To the Editor:
I just wanted to tell you how much the articles on teacher burnout resonated with me, especially “‘Disrespected’ and ‘Dissatisfied’: 8 Takeaways From a New Survey of Teachers” (April 15, 2022) and “The Teaching Profession Is ‘Crumbling’: What Can School Leaders Do to Help?” (May 20, 2022).
I taught for 25 years and became a leader in sociology. I was a co-author of the National Standards for High School Sociology and facilitated professional development across the country for sociology teachers. However, I am sad to say that May was my last month teaching.
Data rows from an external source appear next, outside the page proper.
//! Asaas REST client

use std::time::Duration;

use async_trait::async_trait;
use reqwest::{Client, RequestBuilder, StatusCode};
use serde::de::DeserializeOwned;

use loyalty_core::gateway::{Charge, GatewayError, NewCharge, PaymentGateway, PixPayload};
use shared::document::TaxId;

use crate::config::AsaasConfig;
use crate::types::{
    CreatePaymentBody, CustomerDto, ErrorBody, ListResponse, PaymentDto, PixQrCodeDto,
};

#[derive(Debug, Clone)]
pub struct AsaasClient {
    client: Client,
    base_url: String,
    api_key: String,
}

fn transport_error(err: reqwest::Error) -> GatewayError {
    if err.is_timeout() {
        GatewayError::Timeout
    } else if err.is_decode() {
        GatewayError::InvalidResponse(err.to_string())
    } else {
        GatewayError::Network(err.to_string())
    }
}

impl AsaasClient {
    pub fn new(config: &AsaasConfig) -> Result<Self, GatewayError> {
        let client = Client::builder()
            .timeout(Duration::from_secs(config.timeout_secs))
            .user_agent(config.user_agent.clone())
            .build()
            .map_err(|e| GatewayError::Network(e.to_string()))?;
        Ok(Self {
            client,
            base_url: config.base_url.trim_end_matches('/').to_string(),
            api_key: config.api_key.clone(),
        })
    }

    pub fn base_url(&self) -> &str {
        &self.base_url
    }

    fn get(&self, path: &str) -> RequestBuilder {
        self.client
            .get(format!("{}/{}", self.base_url, path))
            .header("access_token", &self.api_key)
    }

    fn post(&self, path: &str) -> RequestBuilder {
        self.client
            .post(format!("{}/{}", self.base_url, path))
            .header("access_token", &self.api_key)
    }

    async fn send<T: DeserializeOwned>(&self, req: RequestBuilder, path: &str) -> Result<T, GatewayError> {
        let response = req.send().await.map_err(|e| {
            tracing::error!(path = %path, error = %e, "Asaas request failed");
            transport_error(e)
        })?;
        self.handle_response(response, path).await
    }

    async fn handle_response<T: DeserializeOwned>(
        &self,
        response: reqwest::Response,
        path: &str,
    ) -> Result<T, GatewayError> {
        let status = response.status();
        let text = response.text().await.map_err(transport_error)?;

        // Asaas reports validation problems as an `errors` array, sometimes
        // with a 2xx status
        if let Ok(body) = serde_json::from_str::<ErrorBody>(&text) {
            let reasons = body.descriptions();
            tracing::warn!(path = %path, status = %status, reasons = ?reasons, "Asaas rejected request");
            if status == StatusCode::NOT_FOUND && reasons.is_empty() {
                return Err(GatewayError::NotFound(path.to_string()));
            }
            return Err(GatewayError::Rejected(reasons));
        }

        if !status.is_success() {
            tracing::warn!(path = %path, status = %status, "Asaas returned an error status");
            return match status {
                StatusCode::NOT_FOUND => Err(GatewayError::NotFound(path.to_string())),
                StatusCode::UNAUTHORIZED | StatusCode::FORBIDDEN => Err(
                    GatewayError::InvalidResponse(format!("authentication refused ({status})")),
                ),
                StatusCode::REQUEST_TIMEOUT | StatusCode::GATEWAY_TIMEOUT => Err(GatewayError::Timeout),
                s if s.is_server_error() => Err(GatewayError::Network(format!("upstream status {s}"))),
                _ => Err(GatewayError::Rejected(Vec::new())),
            };
        }

        serde_json::from_str(&text).map_err(|e| {
            tracing::error!(path = %path, error = %e, "Unexpected Asaas response body");
            GatewayError::InvalidResponse(e.to_string())
        })
    }
}

#[async_trait]
impl PaymentGateway for AsaasClient {
    async fn find_customer_by_tax_id(&self, tax_id: &TaxId) -> Result<Option<String>, GatewayError> {
        let req = self.get("customers").query(&[("cpfCnpj", tax_id.digits())]);
        let list: ListResponse<CustomerDto> = self.send(req, "customers").await?;
        Ok(list.data.into_iter().next().map(|c| c.id))
    }

    async fn find_charge_by_reference(
        &self,
        external_reference: &str,
    ) -> Result<Option<Charge>, GatewayError> {
        let req = self
            .get("payments")
            .query(&[("externalReference", external_reference)]);
        let list: ListResponse<PaymentDto> = self.send(req, "payments").await?;
        Ok(list
            .data
            .into_iter()
            .find(|p| !p.deleted)
            .map(Charge::from))
    }

    async fn find_charge(&self, charge_id: &str) -> Result<Option<Charge>, GatewayError> {
        let path = format!("payments/{charge_id}");
        match self.send::<PaymentDto>(self.get(&path), &path).await {
            Ok(payment) if payment.deleted => Ok(None),
            Ok(payment) => Ok(Some(payment.into())),
            Err(GatewayError::NotFound(_)) => Ok(None),
            Err(e) => Err(e),
        }
    }

    async fn create_charge(&self, charge: &NewCharge) -> Result<Charge, GatewayError> {
        let body = CreatePaymentBody {
            customer: &charge.customer_id,
            billing_type: charge.method.as_str(),
            value: charge.amount.amount(),
            due_date: charge.due_date,
            description: &charge.description,
            external_reference: &charge.external_reference,
        };
        let mut req = self.post("payments").json(&body);
        if let Some(key) = &charge.idempotency_key {
            req = req.header("Idempotency-Key", key);
        }

        let payment: PaymentDto = self.send(req, "payments").await?;
        tracing::debug!(charge_id = %payment.id, status = %payment.status, "Asaas payment created");
        Ok(payment.into())
    }

    async fn pix_payload(&self, charge_id: &str) -> Result<PixPayload, GatewayError> {
        let path = format!("payments/{charge_id}/pixQrCode");
        let qr: PixQrCodeDto = self.send(self.get(&path), &path).await?;
        Ok(qr.into())
    }
}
I don’t feel like the pandemic caused this, but I do feel like it highlighted what were already growing obstacles to a sustainable career. Over the last decade, protections and professional discretion for teachers have precipitously declined. Perhaps it is the growing threat of lawsuits and the counsel of lawyers that has fueled this, but I do not feel supported as the professional in my own classroom. I feel increasingly controlled in terms of what I teach, how I teach it, and how I assess it.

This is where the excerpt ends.